You need to establish a trading profit target so that you can answer these questions: How much is enough? How do you know when to take profits? The central issue in managing the trade is that you can have control over the size of your losses (via stop-losses), but very little control over the size of the gains. You can buy a stock at $5 and make sure that you only lose $2, but you cannot force the stock to go to $9.
In practice, each individual trader develops her own technique that combines risk analysis and indicator readings. The optimum way to take profit is, in fact, one of the great, unexplored frontiers of technical trading.
Here are some choices for selecting a profit target:
Name a dollar amount. Logically, you are compensated by an amount that is a multiple of the risk you are taking. For example, you set your initial risk at $2 and are willing to accept a loss of a fraction of that, or $1.50. Your profit target is double initial risk, or $4. Because the security initially costs $8, you seek a 50-percent return. This expected gain may or may not be realistic depending on your holding period, changes in volatility, and other factors. After you have made the 50 percent, however, you obey the target and exit the trade when it reaches $12. The problem with this approach, of course, is that the price may keep on rising and then you have an opportunity loss if it reaches (say) $20.

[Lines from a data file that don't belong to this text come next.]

#[async_trait]
impl KnowledgeStore for LibsqlStore {
    async fn init_schema(&self) -> Result<()> {
        info!("Ensuring knowledge_items schema exists");

        let conn = self.get_conn()?;
        conn.execute_batch(SCHEMA)
            .await
            .map_err(|e| BrainError::Migration(format!("Failed to create schema: {}", e)))?;

        Self::ensure_folded_columns(&conn).await?;

        debug!("Schema ready");
        Ok(())
    }

    async fn list_items(&self, filter: &ItemFilter) -> Result<Vec<KnowledgeItem>> {
        debug!("Listing items with filter: {:?}", filter);

        let conn = self.get_conn()?;
        let (sql, values) = build_list_query(filter);

        let mut rows = conn.query(&sql, libsql::params_from_iter(values)).await?;

        let mut items = Vec::new();
        while let Some(row) = rows.next().await? {
            items.push(Self::row_to_item(&row)?);
        }

        debug!("Listed {} items", items.len());
        Ok(items)
    }

    async fn get_item(&self, id: &ItemId) -> Result<Option<KnowledgeItem>> {
        debug!("Fetching item: {}", id);
        let conn = self.get_conn()?;
        self.fetch_one(&conn, id).await
    }

    async fn create_item(&self, item: NewItem) -> Result<KnowledgeItem> {
        let now = now_micros();
        let created = KnowledgeItem {
            id: ItemId::new(),
            title: item.title,
            content: item.content,
            item_type: item.item_type,
            source_url: item.source_url,
            tags: item.tags,
            summary: item.summary,
            created_at: now,
            updated_at: now,
        };

        debug!("Storing item: {}", created.id);

        let conn = self.get_conn()?;
        let sql = format!(
            "INSERT INTO knowledge_items ({}, title_folded, content_folded) \
             VALUES (?1, ?2, ?3, ?4, ?5, ?6, ?7, ?8, ?9, ?10, ?11)",
            COLUMNS
        );
        conn.execute(
            &sql,
            params![
                created.id.as_str(),
                created.title.clone(),
                created.content.clone(),
                created.item_type.as_str(),
                created.source_url.clone(),
                serde_json::to_string(&created.tags)?,
                created.summary.clone(),
                format_timestamp(&created.created_at),
                format_timestamp(&created.updated_at),
                created.title.to_lowercase(),
                created.content.to_lowercase(),
            ],
        )
        .await?;

        info!("Created {} item {}", created.item_type, created.id);
        Ok(created)
    }

    async fn update_item(&self, id: &ItemId, update: ItemUpdate) -> Result<KnowledgeItem> {
        debug!("Updating item: {}", id);

        let conn = self.get_conn()?;
        let existing = self
            .fetch_one(&conn, id)
            .await?
            .ok_or_else(|| BrainError::NotFound(id.to_string()))?;

        let updated_at = next_update_timestamp(existing.updated_at);
        let (sql, values) = build_update_statement(id, &update, updated_at)?;

        conn.execute(&sql, libsql::params_from_iter(values)).await?;

        self.fetch_one(&conn, id)
            .await?
            .ok_or_else(|| BrainError::NotFound(id.to_string()))
    }

    async fn delete_item(&self, id: &ItemId) -> Result<bool> {
        debug!("Deleting item: {}", id);

        let conn = self.get_conn()?;
        let removed = conn
            .execute("DELETE FROM knowledge_items WHERE id = ?1", params![id.as_str()])
            .await?;

        if removed == 0 {
            debug!("Delete of {} matched no rows", id);
        }
        Ok(removed > 0)
    }

    async fn list_tags(&self) -> Result<Vec<String>> {
        let conn = self.get_conn()?;
        let mut rows = conn
            .query(
                "SELECT DISTINCT j.value \
                 FROM knowledge_items, json_each(knowledge_items.tags) AS j \
                 ORDER BY j.value",
                params![],
            )
            .await?;

        let mut tags = Vec::new();
        while let Some(row) = rows.next().await? {
            tags.push(row.get::<String>(0)?);
        }
        Ok(tags)
    }

    async fn count_items(&self) -> Result<usize> {
        let conn = self.get_conn()?;
        let mut rows = conn.query("SELECT COUNT(*) FROM knowledge_items", params![]).await?;

        let count = match rows.next().await? {
            Some(row) => row.get::<i64>(0)?,
            None => 0,
        };
        Ok(count.max(0) as usize)
    }
}
//! Prompt templates and text helpers for the AI gateway

use crate::types::KnowledgeItem;

/// Items rendered into the answer context
pub const MAX_CONTEXT_ITEMS: usize = 10;

/// Items reported back as relevant for an answer
pub const MAX_CITED_ITEMS: usize = 3;

/// Canned answer when there is nothing to search
pub const EMPTY_BRAIN_ANSWER: &str =
    "No knowledge items found in your brain yet. Add some notes to get started!";

const TAG_CONTENT_CHARS: usize = 500;
const CONTEXT_PREVIEW_CHARS: usize = 300;
const EXCERPT_CHARS: usize = 150;

pub fn summarize_prompt(content: &str) -> String {
    format!(
        "Summarize the following content in under 100 words, focusing on key insights:\n\n{}",
        content
    )
}

pub fn tag_prompt(title: &str, content: &str) -> String {
    format!(
        "Generate 3-5 relevant tags for this content. Return only the tags separated by commas, nothing else.\n\nTitle: {}\nContent: {}",
        title,
        truncate_chars(content, TAG_CONTENT_CHARS)
    )
}

/// Build the retrieve-then-generate prompt from the numbered context
pub fn answer_prompt(query: &str, items: &[KnowledgeItem]) -> String {
    format!(
        "You are a helpful AI assistant answering questions based on a user's personal knowledge base. \
Use the provided context to answer questions accurately. If the answer is not in the context, say so. \
Always cite which items you're referencing by their number [1], [2], etc.\n\n\
Context:\n{}\n\nQuestion: {}\n\nAnswer:",
        context_block(items),
        query
    )
}

/// `[n] title` followed by the summary or a content preview, one block per item
pub fn context_block(items: &[KnowledgeItem]) -> String {
    items
        .iter()
        .take(MAX_CONTEXT_ITEMS)
        .enumerate()
        .map(|(i, item)| {
            let body = match &item.summary {
                Some(summary) => summary.clone(),
                None => truncate_chars(&item.content, CONTEXT_PREVIEW_CHARS).to_string(),
            };
            format!("[{}] {}\n{}", i + 1, item.title, body)
        })
        .collect::<Vec<_>>()
        .join("\n\n")
}

/// Summary when present, otherwise the start of the content with an ellipsis
pub fn excerpt(item: &KnowledgeItem) -> String {
    match &item.summary {
        Some(summary) => summary.clone(),
        None => format!("{}...", truncate_chars(&item.content, EXCERPT_CHARS)),
    }
}

/// Prefix of at most `max` characters, never splitting a code point
pub fn truncate_chars(text: &str, max: usize) -> &str {
    match text.char_indices().nth(max) {
        Some((idx, _)) => &text[..idx],
        None => text,
    }
}

#[cfg(test)]
mod tests {
    use super::*;
    use crate::types::{ItemId, ItemType};
    use chrono::Utc;

    fn item(title: &str, content: &str, summary: Option<&str>) -> KnowledgeItem {
        let now = Utc::now();
        KnowledgeItem {
            id: ItemId::new(),
            title: title.to_string(),
            content: content.to_string(),
            item_type: ItemType::Note,
            source_url: None,
            tags: vec![],
            summary: summary.map(str::to_string),
            created_at: now,
            updated_at: now,
        }
    }

    #[test]
    fn test_truncate_chars_respects_boundaries() {
        assert_eq!(truncate_chars("hello", 10), "hello");
        assert_eq!(truncate_chars("hello", 3), "hel");
        assert_eq!(truncate_chars("héllo", 2), "hé");
        assert_eq!(truncate_chars("", 5), "");
    }

    #[test]
    fn test_tag_prompt_uses_first_500_chars() {
        let content = "a".repeat(800);
        let prompt = tag_prompt("Title", &content);
        assert!(prompt.contains("Title: Title"));
        assert!(prompt.ends_with(&"a".repeat(500)));
        assert!(!prompt.contains(&"a".repeat(501)));
    }

    #[test]
    fn test_context_block_prefers_summary() {
        let items = vec![
            item("First", "long body", Some("short summary")),
            item("Second", &"x".repeat(400), None),
        ];
        let block = context_block(&items);

        assert!(block.starts_with("[1] First\nshort summary"));
        assert!(block.contains("[2] Second\n"));
        assert!(block.contains(&"x".repeat(300)));
        assert!(!block.contains(&"x".repeat(301)));
    }

    #[test]
    fn test_context_block_caps_items() {
        let items: Vec<_> = (0..12).map(|i| item(&format!("T{}", i), "body", None)).collect();
        let block = context_block(&items);
        assert!(block.contains("[10] T9"));
        assert!(!block.contains("[11]"));
    }

    #[test]
    fn test_excerpt() {
        assert_eq!(excerpt(&item("t", "body", Some("sum"))), "sum");
        assert_eq!(excerpt(&item("t", "body", None)), "body...");
        let long = excerpt(&item("t", &"y".repeat(200), None));
        assert_eq!(long, format!("{}...", "y".repeat(150)));
    }

    #[test]
    fn test_answer_prompt_layout() {
        let prompt = answer_prompt("what is rust?", &[item("Rust", "A language", None)]);
        assert!(prompt.contains("Context:\n[1] Rust\nA language"));
        assert!(prompt.ends_with("Question: what is rust?\n\nAnswer:"));
    }
}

Set a true-range amount. Say that your security, historically, has an average high-low range of $10 over 20 periods, your expected holding period. You want to capture 75 percent of the range, or $7.50. Because you use indicators to time your entry, you assume that you are entering at the low end of the range; therefore, 75 percent is realistic. When the price reaches your target, you take profit.
The problem with this approach is twofold:
The range can widen or narrow. If it widens, you aimed too low and if it narrows, your original target is too ambitious.
How do you sit through a pullback? You may have met the goal of entering at a low only to have an aberrant pullback take the price down 30 percent rather than up 75 percent. This movement was not enough to hit your stop but now your profit target is $10.50 away from the current price. Because you know the average range is $10, the probability of meeting your $7.50 target within your holding period just went out the window.
Rely on indicators. Instead of formulating take-profit rules, most technical traders rely on indicators to signal when a move has ended — the signal is the de facto take-profit rule. Relying on indicators is “winging it” and actually requires more market monitoring than the fixed dollar amount or average true-range methods, which deliver a number you can convert into a standing order with your broker.